Public Health Implications

  • Epidemiological Transition: Rising prevalence linked to economic development, urbanisation, sedentary lifestyles, dietary changes.
  • Screening Gap: High undiagnosed proportion → Need for universal screening in primary healthcare.
  • Awareness-to-Treatment Conversion: Strong (94%) → Campaigns can have significant impact.
  • Control Gaps: Even with treatment, less than half achieve optimal blood sugar control; lipid management grossly neglected.

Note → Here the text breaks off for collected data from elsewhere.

//! Property-based tests for report framing and stream ordering.

use hidstream::transport::mock::{MockOpener, MockReportDevice};
use hidstream::{DeviceAddress, HidStream, HidStreamError, ReportFraming, StreamConfig};
use proptest::prelude::*;

fn open_stream(
    device: &MockReportDevice,
    config: StreamConfig,
) -> Result<HidStream, HidStreamError> {
    let address = DeviceAddress::path("/dev/hidraw0");
    let opener = MockOpener::new().with_device(address.clone(), device.clone());
    let mut stream = HidStream::new(address, config, opener)?;
    stream.open()?;
    Ok(stream)
}

proptest! {
    #[test]
    fn test_framed_reports_have_fixed_length(
        report_size in 1usize..=128,
        report_id in any::<u8>(),
        chunk in proptest::collection::vec(any::<u8>(), 0..=128),
    ) {
        let framing = ReportFraming::new(report_size).with_report_id(report_id);
        let chunk = &chunk[..chunk.len().min(report_size)];
        let report = framing.frame_output(chunk);
        prop_assert!(report.is_ok());
        let report = report.unwrap_or_default();

        prop_assert_eq!(report.len(), report_size + 1);
        prop_assert_eq!(report[0], report_id);
        prop_assert_eq!(&report[1..=chunk.len()], chunk);
        prop_assert!(report[chunk.len() + 1..].iter().all(|&b| b == 0));
    }

    #[test]
    fn test_normalize_strips_only_leading_zero(raw in proptest::collection::vec(any::<u8>(), 0..=65)) {
        let stripping = ReportFraming::default();
        let keeping = ReportFraming::default().with_strip_leading_zero(false);

        let normalized = stripping.normalize_input(&raw);
        match raw.first() {
            Some(0) => prop_assert_eq!(normalized, &raw[1..]),
            _ => prop_assert_eq!(normalized, raw.as_slice()),
        }
        prop_assert_eq!(keeping.normalize_input(&raw), raw.as_slice());
    }

    #[test]
    fn test_write_produces_ceil_reports(
        report_size in 1usize..=32,
        payload in proptest::collection::vec(any::<u8>(), 0..=256),
    ) {
        let device = MockReportDevice::new();
        let config = StreamConfig::builder().report_size(report_size).send_report_id(0x11).build();
        prop_assert!(config.is_ok());
        let stream = config.and_then(|config| open_stream(&device, config));
        prop_assert!(stream.is_ok());
        if let Ok(mut stream) = stream {
            prop_assert!(stream.write(&payload).is_ok());
        }

        let reports = device.get_write_history();
        prop_assert_eq!(reports.len(), payload.len().div_ceil(report_size));

        let mut carried = Vec::new();
        for report in &reports {
            prop_assert_eq!(report.len(), report_size + 1);
            prop_assert_eq!(report[0], 0x11);
            carried.extend_from_slice(&report[1..]);
        }
        prop_assert_eq!(&carried[..payload.len()], payload.as_slice());
    }

    #[test]
    fn test_reads_preserve_report_order(
        reports in proptest::collection::vec(proptest::collection::vec(1u8..=255, 1..=16), 1..=8),
        read_size in 1usize..=24,
    ) {
        let device = MockReportDevice::new();
        let mut expected = Vec::new();
        for payload in &reports {
            let mut raw = vec![0x00];
            raw.extend_from_slice(payload);
            device.queue_read(raw);
            expected.extend_from_slice(payload);
        }

        let config = StreamConfig::builder()
            .event_driven()
            .timeout(Some(std::time::Duration::from_millis(1)))
            .build();
        let stream = config.and_then(|config| open_stream(&device, config));
        prop_assert!(stream.is_ok());

        let mut received = Vec::new();
        if let Ok(mut stream) = stream {
            while received.len() + read_size <= expected.len() {
                let chunk = stream.read(read_size);
                prop_assert!(chunk.is_ok());
                let chunk = chunk.unwrap_or_default();
                prop_assert_eq!(chunk.len(), read_size);
                received.extend(chunk);
            }
            let rest = stream.receive();
            prop_assert!(rest.is_ok());
            received.extend(rest.unwrap_or_default());
        }

        prop_assert_eq!(received, expected);
    }
}
//! The stream protocol: chunked bodies riding on `stream_*` frames.
//!
//! A stream lives under one `stream_id`. The producer side is a
//! [`WritableStream`] that negotiates with `stream_start` and emits chunks
//! against receiver-granted credit; the consumer side is a
//! [`ReadableStream`] fed by the per-endpoint [`StreamDispatcher`]. File
//! transfer is a thin specialization that base64-codes the chunks.

mod file;
mod readable;
mod writable;

pub use file::{FileContent, FileReadableStream, FileStreamOptions, FileWritableStream};
pub use readable::ReadableStream;
pub(crate) use readable::ReplyContext;
pub use writable::{
    BindContext, ChunkSource, DEFAULT_CHUNK_SIZE, ResponseHead, StreamOptions, WritableStream,
};

use std::collections::HashMap;
use std::fmt::{self, Debug, Formatter};
use std::sync::Arc;

use parking_lot::Mutex;
use serde::{Deserialize, Serialize};
use serde_json::Value;

use crate::context::MessageContext;
use crate::proto::Frame;

/// Chunks granted per credit window.
pub(crate) const CREDIT_WINDOW: u64 = 16;
/// Remaining credit at which the consumer grants another window.
pub(crate) const CREDIT_LOW_WATER: u64 = 4;

/// What a stream carries.
#[derive(Debug, Clone, Copy, PartialEq, Eq, Serialize, Deserialize)]
#[serde(rename_all = "lowercase")]
pub enum StreamKind {
    /// Arbitrary JSON chunks.
    Data,
    /// Base64-encoded file content.
    File,
}

/// Lifecycle of a stream, on either side.
#[derive(Debug, Clone, Copy, PartialEq, Eq)]
pub enum StreamStatus {
    /// Created, not yet started.
    Pending,
    /// Frames are flowing.
    Active,
    /// Terminated normally.
    Ended,
    /// Terminated by a cancel, from either side.
    Cancelled,
    /// Terminated by an error.
    Failed,
}

impl StreamStatus {
    /// `true` once the stream can no longer move.
    #[must_use]
    pub fn is_terminal(&self) -> bool {
        matches!(self, Self::Ended | Self::Cancelled | Self::Failed)
    }
}

/// Body payload of every `stream_*` frame.
#[derive(Debug, Clone, Default, Serialize, Deserialize)]
#[serde(rename_all = "camelCase")]
pub struct StreamBody {
    /// The stream this frame belongs to.
    pub stream_id: String,
    /// Stream kind, on `stream_start`.
    #[serde(rename = "type", skip_serializing_if = "Option::is_none")]
    pub kind: Option<StreamKind>,
    /// Whether the payload arrives in many chunks, on `stream_start`.
    #[serde(skip_serializing_if = "Option::is_none")]
    pub chunked: Option<bool>,
    /// Producer-supplied metadata, on `stream_start`.
    #[serde(skip_serializing_if = "Option::is_none")]
    pub metadata: Option<Value>,
    /// Ask the receiver to materialize the whole payload before delivery.
    #[serde(skip_serializing_if = "Option::is_none")]
    pub auto_resolve: Option<bool>,
    /// Chunk payload, on `stream_data`.
    #[serde(skip_serializing_if = "Option::is_none")]
    pub data: Option<Value>,
    /// Marks the final chunk of a non-chunked payload.
    #[serde(skip_serializing_if = "Option::is_none")]
    pub done: Option<bool>,
    /// Failure message, on `stream_error`.
    #[serde(skip_serializing_if = "Option::is_none")]
    pub message: Option<String>,
    /// Cancellation reason, on `stream_cancel`.
    #[serde(skip_serializing_if = "Option::is_none")]
    pub reason: Option<String>,
    /// Granted chunk credit, on `stream_pull`.
    #[serde(skip_serializing_if = "Option::is_none")]
    pub credit: Option<u64>,
}

impl StreamBody {
    /// New body for `stream_id`.
    #[must_use]
    pub fn new(stream_id: impl Into<String>) -> Self {
        Self {
            stream_id: stream_id.into(),
            ..Self::default()
        }
    }

    /// Decode the body of a `stream_*` frame.
    #[must_use]
    pub fn from_frame(frame: &Frame) -> Option<Self> {
        let body = frame.body.as_ref()?;
        serde_json::from_value(body.clone()).ok()
    }

    /// Encode for the wire.
    #[must_use]
    pub fn to_value(&self) -> Value {
        serde_json::to_value(self).unwrap_or(Value::Null)
    }
}

/// Handler invoked with every frame of one registered stream.
pub type StreamFrameHandler = Arc<dyn Fn(&Frame, &StreamBody) + Send + Sync>;

struct StreamDispatcherInner {
    instance_id: String,
    handlers: Mutex<HashMap<String, StreamFrameHandler>>,
}

/// Demultiplexes `stream_*` frames to per-stream handlers.
///
/// Frames for a `stream_id` nobody registered are ignored; a chunk that
/// races a late registration or a finished stream must never take the
/// endpoint down. A frame whose stream is known here is claimed on the
/// delivery context so co-resident endpoints do not double-dispatch it.
#[derive(Clone)]
pub struct StreamDispatcher {
    inner: Arc<StreamDispatcherInner>,
}

impl StreamDispatcher {
    /// New dispatcher for the endpoint `instance_id`.
    #[must_use]
    pub fn new(instance_id: impl Into<String>) -> Self {
        Self {
            inner: Arc::new(StreamDispatcherInner {
                instance_id: instance_id.into(),
                handlers: Mutex::new(HashMap::new()),
            }),
        }
    }

    /// Route frames for `stream_id` to `handler`.
    pub fn register(&self, stream_id: impl Into<String>, handler: StreamFrameHandler) {
        self.inner.handlers.lock().insert(stream_id.into(), handler);
    }

    /// Stop routing `stream_id`.
    pub fn unregister(&self, stream_id: &str) {
        self.inner.handlers.lock().remove(stream_id);
    }

    /// Whether `stream_id` has a handler.
    #[must_use]
    pub fn is_registered(&self, stream_id: &str) -> bool {
        self.inner.handlers.lock().contains_key(stream_id)
    }

    /// Number of live streams.
    #[must_use]
    pub fn len(&self) -> usize {
        self.inner.handlers.lock().len()
    }

    /// Whether no streams are registered.
    #[must_use]
    pub fn is_empty(&self) -> bool {
        self.len() == 0
    }

    /// Route one `stream_*` frame.
    pub fn dispatch(&self, frame: &Frame, context: &MessageContext) {
        let Some(body) = StreamBody::from_frame(frame) else {
            tracing::debug!(kind = %frame.kind, "stream frame without a usable body, ignoring");
            return;
        };
        let handler = self.inner.handlers.lock().get(&body.stream_id).cloned();
        let Some(handler) = handler else {
            tracing::trace!(stream_id = %body.stream_id, kind = %frame.kind,
                "no handler for stream, ignoring frame");
            return;
        };
        // Claim the delivery so a co-resident endpoint leaves it alone; if
        // someone else already owns it, this frame is theirs.
        if let Some(owner) = context.handled_by() {
            if owner != self.inner.instance_id {
                return;
            }
        }
        context.mark_accepted_by(&self.inner.instance_id);
        handler(frame, &body);
    }
}

impl Debug for StreamDispatcher {
    fn fmt(&self, f: &mut Formatter<'_>) -> fmt::Result {
        f.debug_struct("StreamDispatcher")
            .field("instance_id", &self.inner.instance_id)
            .field("streams", &self.len())
            .finish()
    }
}

#[cfg(test)]
mod tests {
    use super::*;
    use crate::proto::kind;

    fn data_frame(stream_id: &str) -> Frame {
        Frame::new(kind::STREAM_DATA, "r1").with_body(
            StreamBody {
                data: Some(Value::from(1)),
                ..StreamBody::new(stream_id)
            }
            .to_value(),
        )
    }

    #[test]
    fn unknown_stream_is_ignored() {
        let dispatcher = StreamDispatcher::new("e1");
        let context = MessageContext::new("https://peer.test", None);
        // No handler registered: nothing happens, nothing panics.
        dispatcher.dispatch(&data_frame("missing"), &context);
        assert!(context.handled_by().is_none());
    }

    #[test]
    fn dispatch_claims_and_routes() {
        let dispatcher = StreamDispatcher::new("e1");
        let hits = Arc::new(Mutex::new(Vec::new()));
        {
            let hits = Arc::clone(&hits);
            dispatcher.register(
                "s1",
                Arc::new(move |frame, body| {
                    hits.lock().push((frame.kind.clone(), body.stream_id.clone()));
                }),
            );
        }
        let context = MessageContext::new("https://peer.test", None);
        dispatcher.dispatch(&data_frame("s1"), &context);
        assert_eq!(context.accepted_by().as_deref(), Some("e1"));
        assert_eq!(hits.lock().len(), 1);

        // Claimed by someone else: hands off.
        let foreign = MessageContext::new("https://peer.test", None);
        foreign.mark_handled_by("other");
        dispatcher.dispatch(&data_frame("s1"), &foreign);
        assert_eq!(hits.lock().len(), 1);
    }

    #[test]
    fn stream_body_round_trip() {
        let body = StreamBody {
            kind: Some(StreamKind::File),
            chunked: Some(false),
            auto_resolve: Some(true),
            metadata: Some(serde_json::json!({"filename": "a.txt"})),
            ..StreamBody::new("s9")
        };
        let value = body.to_value();
        assert_eq!(value["streamId"], "s9");
        assert_eq!(value["type"], "file");
        assert_eq!(value["autoResolve"], true);
        let frame = Frame::new(kind::STREAM_START, "r1").with_body(value);
        let back = StreamBody::from_frame(&frame).expect("decode");
        assert_eq!(back.kind, Some(StreamKind::File));
        assert_eq!(back.chunked, Some(false));
    }
}
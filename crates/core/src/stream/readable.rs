//! Consumer side of the stream protocol.

use std::fmt::{self, Debug, Formatter};
use std::pin::Pin;
use std::sync::{Arc, Weak};
use std::task::{Context, Poll};

use futures_util::Stream;
use parking_lot::Mutex;
use serde_json::Value;
use tokio::sync::mpsc;

use super::{CREDIT_LOW_WATER, CREDIT_WINDOW, StreamBody, StreamDispatcher, StreamKind, StreamStatus};
use crate::channel::Channel;
use crate::conn::Window;
use crate::error::Error;
use crate::proto::{Frame, Role, kind};

/// How the consumer talks back to the producer (credit grants, cancels).
#[derive(Clone)]
pub(crate) struct ReplyContext {
    pub(crate) request_id: String,
    pub(crate) target: Window,
    pub(crate) target_origin: String,
    pub(crate) channel: Channel,
    pub(crate) role: Role,
    pub(crate) creator_id: String,
    pub(crate) target_id: Option<String>,
}

impl ReplyContext {
    fn send(&self, frame_kind: &str, body: StreamBody) -> bool {
        let mut frame = Frame::new(frame_kind, self.request_id.clone())
            .with_role(self.role)
            .with_creator(self.creator_id.clone())
            .with_body(body.to_value());
        if let Some(target_id) = &self.target_id {
            frame = frame.with_target(target_id.clone());
        }
        self.channel
            .send_message(&self.target, &self.target_origin, frame)
    }
}

pub(crate) enum StreamItem {
    Chunk(Value),
    End,
    Failed(String),
    Cancelled(String),
}

type EndCallback = Box<dyn FnOnce() + Send>;
type ErrorCallback = Box<dyn FnOnce(&str) + Send>;

struct ReadState {
    status: StreamStatus,
    granted: u64,
    consumed: u64,
    failure: Option<String>,
    on_end: Vec<EndCallback>,
    on_error: Vec<ErrorCallback>,
}

struct ReadableInner {
    stream_id: String,
    request_id: String,
    kind: StreamKind,
    chunked: bool,
    metadata: Option<Value>,
    state: Mutex<ReadState>,
    items: mpsc::UnboundedSender<StreamItem>,
    reply: ReplyContext,
    streams: StreamDispatcher,
}

impl ReadableInner {
    fn grant(&self, credit: u64) {
        self.state.lock().granted += credit;
        let body = StreamBody {
            credit: Some(credit),
            ..StreamBody::new(self.stream_id.clone())
        };
        self.reply.send(kind::STREAM_PULL, body);
    }

    fn on_frame(&self, frame: &Frame, body: &StreamBody) {
        match frame.kind.as_str() {
            kind::STREAM_DATA => {
                let chunk = body.data.clone().unwrap_or(Value::Null);
                let _ = self.items.send(StreamItem::Chunk(chunk));
                if body.done == Some(true) {
                    // Single-frame payloads are complete here even if the
                    // trailing end frame gets lost.
                    let _ = self.items.send(StreamItem::End);
                }
            }
            kind::STREAM_END => {
                self.terminate(StreamStatus::Ended, None);
                let _ = self.items.send(StreamItem::End);
                self.streams.unregister(&self.stream_id);
            }
            kind::STREAM_ERROR => {
                let message = body
                    .message
                    .clone()
                    .unwrap_or_else(|| "stream failed".into());
                self.terminate(StreamStatus::Failed, Some(message.clone()));
                let _ = self.items.send(StreamItem::Failed(message));
                self.streams.unregister(&self.stream_id);
            }
            kind::STREAM_CANCEL => {
                let reason = body.reason.clone().unwrap_or_else(|| "cancelled".into());
                self.terminate(StreamStatus::Cancelled, Some(reason.clone()));
                let _ = self.items.send(StreamItem::Cancelled(reason));
                self.streams.unregister(&self.stream_id);
            }
            _ => {}
        }
    }

    /// Credit is granted against consumption, not arrival: the producer may
    /// stay ahead of the reader by roughly one window, no more.
    fn note_consumed(&self) {
        if !self.chunked {
            return;
        }
        let regrant = {
            let mut state = self.state.lock();
            if state.status.is_terminal() {
                return;
            }
            state.consumed += 1;
            state.granted.saturating_sub(state.consumed) < CREDIT_LOW_WATER
        };
        if regrant {
            self.grant(CREDIT_WINDOW);
        }
    }

    fn terminate(&self, status: StreamStatus, failure: Option<String>) {
        let (end_callbacks, error_callbacks, message) = {
            let mut state = self.state.lock();
            if state.status.is_terminal() {
                return;
            }
            state.status = status;
            state.failure = failure.clone();
            if status == StreamStatus::Ended {
                (std::mem::take(&mut state.on_end), Vec::new(), None)
            } else {
                (Vec::new(), std::mem::take(&mut state.on_error), failure)
            }
        };
        for callback in end_callbacks {
            callback();
        }
        let message = message.unwrap_or_default();
        for callback in error_callbacks {
            callback(&message);
        }
    }
}

/// Consumer side of one stream.
///
/// Chunks buffer as they arrive; they can be drained one by one with
/// [`next_chunk`](ReadableStream::next_chunk) (or `futures` `Stream`
/// iteration), or all at once with [`read`](ReadableStream::read).
pub struct ReadableStream {
    inner: Arc<ReadableInner>,
    items: mpsc::UnboundedReceiver<StreamItem>,
    finished: bool,
}

impl ReadableStream {
    /// Wire a readable stream to the endpoint's stream dispatcher. Called
    /// by the layer that handles `stream_start`.
    pub(crate) fn attach(
        start: &StreamBody,
        request_id: impl Into<String>,
        streams: StreamDispatcher,
        reply: ReplyContext,
    ) -> Self {
        let (tx, rx) = mpsc::unbounded_channel();
        let chunked = start.chunked.unwrap_or(true);
        let inner = Arc::new(ReadableInner {
            stream_id: start.stream_id.clone(),
            request_id: request_id.into(),
            kind: start.kind.unwrap_or(StreamKind::Data),
            chunked,
            metadata: start.metadata.clone(),
            state: Mutex::new(ReadState {
                status: StreamStatus::Active,
                granted: 0,
                consumed: 0,
                failure: None,
                on_end: Vec::new(),
                on_error: Vec::new(),
            }),
            items: tx,
            reply,
            streams: streams.clone(),
        });
        let weak: Weak<ReadableInner> = Arc::downgrade(&inner);
        streams.register(
            start.stream_id.clone(),
            Arc::new(move |frame, body| {
                if let Some(inner) = weak.upgrade() {
                    inner.on_frame(frame, body);
                }
            }),
        );
        // A single-frame payload needs no credit dance.
        if chunked {
            inner.grant(CREDIT_WINDOW);
        }
        Self {
            inner,
            items: rx,
            finished: false,
        }
    }

    /// This stream's id.
    #[must_use]
    pub fn stream_id(&self) -> &str {
        &self.inner.stream_id
    }

    /// The request this stream belongs to.
    #[must_use]
    pub fn request_id(&self) -> &str {
        &self.inner.request_id
    }

    /// What the stream carries.
    #[must_use]
    pub fn kind(&self) -> StreamKind {
        self.inner.kind
    }

    /// Whether the payload arrives in many chunks.
    #[must_use]
    pub fn is_chunked(&self) -> bool {
        self.inner.chunked
    }

    /// Producer-supplied metadata from the handshake.
    #[must_use]
    pub fn metadata(&self) -> Option<&Value> {
        self.inner.metadata.as_ref()
    }

    /// Current lifecycle state.
    #[must_use]
    pub fn status(&self) -> StreamStatus {
        self.inner.state.lock().status
    }

    /// Next buffered chunk; `None` once the stream ended. Errors and
    /// cancels surface once, then the stream reads as finished.
    pub async fn next_chunk(&mut self) -> Option<crate::Result<Value>> {
        if self.finished {
            return None;
        }
        match self.items.recv().await {
            Some(StreamItem::Chunk(chunk)) => {
                self.inner.note_consumed();
                Some(Ok(chunk))
            }
            Some(StreamItem::End) | None => {
                self.finished = true;
                None
            }
            Some(StreamItem::Failed(message)) => {
                self.finished = true;
                Some(Err(Error::Stream {
                    stream_id: self.inner.stream_id.clone(),
                    message,
                }))
            }
            Some(StreamItem::Cancelled(reason)) => {
                self.finished = true;
                Some(Err(Error::StreamCancelled {
                    stream_id: self.inner.stream_id.clone(),
                    reason,
                }))
            }
        }
    }

    /// Drain the stream: every chunk in arrival order for a chunked
    /// stream, or the single terminal chunk otherwise.
    pub async fn read(&mut self) -> crate::Result<Vec<Value>> {
        let mut chunks = Vec::new();
        while let Some(chunk) = self.next_chunk().await {
            chunks.push(chunk?);
        }
        Ok(chunks)
    }

    /// Run `callback` when the stream ends normally; immediately when it
    /// already has.
    pub fn on_end(&self, callback: impl FnOnce() + Send + 'static) {
        let run_now = {
            let mut state = self.inner.state.lock();
            if state.status == StreamStatus::Ended {
                true
            } else if state.status.is_terminal() {
                return;
            } else {
                state.on_end.push(Box::new(callback));
                return;
            }
        };
        if run_now {
            callback();
        }
    }

    /// Run `callback` when the stream fails or is cancelled; immediately
    /// when it already has.
    pub fn on_error(&self, callback: impl FnOnce(&str) + Send + 'static) {
        let message = {
            let mut state = self.inner.state.lock();
            match state.status {
                StreamStatus::Failed | StreamStatus::Cancelled => {
                    state.failure.clone().unwrap_or_default()
                }
                StreamStatus::Ended => return,
                _ => {
                    state.on_error.push(Box::new(callback));
                    return;
                }
            }
        };
        callback(&message);
    }

    /// Cancel from the consumer side: tells the producer to stop and
    /// unregisters. A no-op once terminal.
    pub fn cancel(&mut self, reason: impl Into<String>) {
        let reason = reason.into();
        {
            let state = self.inner.state.lock();
            if state.status.is_terminal() {
                return;
            }
        }
        let body = StreamBody {
            reason: Some(reason.clone()),
            ..StreamBody::new(self.inner.stream_id.clone())
        };
        self.inner.reply.send(kind::STREAM_CANCEL, body);
        self.inner
            .terminate(StreamStatus::Cancelled, Some(reason.clone()));
        let _ = self.inner.items.send(StreamItem::Cancelled(reason));
        self.inner.streams.unregister(&self.inner.stream_id);
    }
}

impl Stream for ReadableStream {
    type Item = crate::Result<Value>;

    fn poll_next(self: Pin<&mut Self>, cx: &mut Context<'_>) -> Poll<Option<Self::Item>> {
        let this = self.get_mut();
        if this.finished {
            return Poll::Ready(None);
        }
        match this.items.poll_recv(cx) {
            Poll::Pending => Poll::Pending,
            Poll::Ready(Some(StreamItem::Chunk(chunk))) => {
                this.inner.note_consumed();
                Poll::Ready(Some(Ok(chunk)))
            }
            Poll::Ready(Some(StreamItem::End) | None) => {
                this.finished = true;
                Poll::Ready(None)
            }
            Poll::Ready(Some(StreamItem::Failed(message))) => {
                this.finished = true;
                Poll::Ready(Some(Err(Error::Stream {
                    stream_id: this.inner.stream_id.clone(),
                    message,
                })))
            }
            Poll::Ready(Some(StreamItem::Cancelled(reason))) => {
                this.finished = true;
                Poll::Ready(Some(Err(Error::StreamCancelled {
                    stream_id: this.inner.stream_id.clone(),
                    reason,
                })))
            }
        }
    }
}

impl Debug for ReadableStream {
    fn fmt(&self, f: &mut Formatter<'_>) -> fmt::Result {
        f.debug_struct("ReadableStream")
            .field("stream_id", &self.inner.stream_id)
            .field("kind", &self.inner.kind)
            .field("chunked", &self.inner.chunked)
            .field("status", &self.status())
            .finish()
    }
}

Policy & Programmatic Takeaways

  • Scale-up Priorities:
    • Universal diabetes screening for ≥40 age group.
    • Strengthen NPCDCS (National Programme for Prevention & Control of Cancer, Diabetes, Cardiovascular Diseases & Stroke).
    • Integrate diabetes detection into Ayushman Bharat Health & Wellness Centres.
  • Regional Targeting: Focus on high-prevalence southern & UT regions with preventive interventions.
  • Comorbidity Approach: Combine diabetes care with hypertension & dyslipidaemia management to reduce CVD risk.
  • Health Education: Community-level lifestyle modification awareness – diet, exercise, weight control.

Strategic Outlook

  • LASI Wave 2: Will follow up same cohort for better longitudinal insights into detection, treatment, and control trends.
  • Global Context: India is part of the global surge in type-2 diabetes prevalence; WHO and IDF project further increases without intervention.
  • Silver Lining: High treatment compliance post-awareness suggests that the key bottleneck is early detection, not willingness to seek care.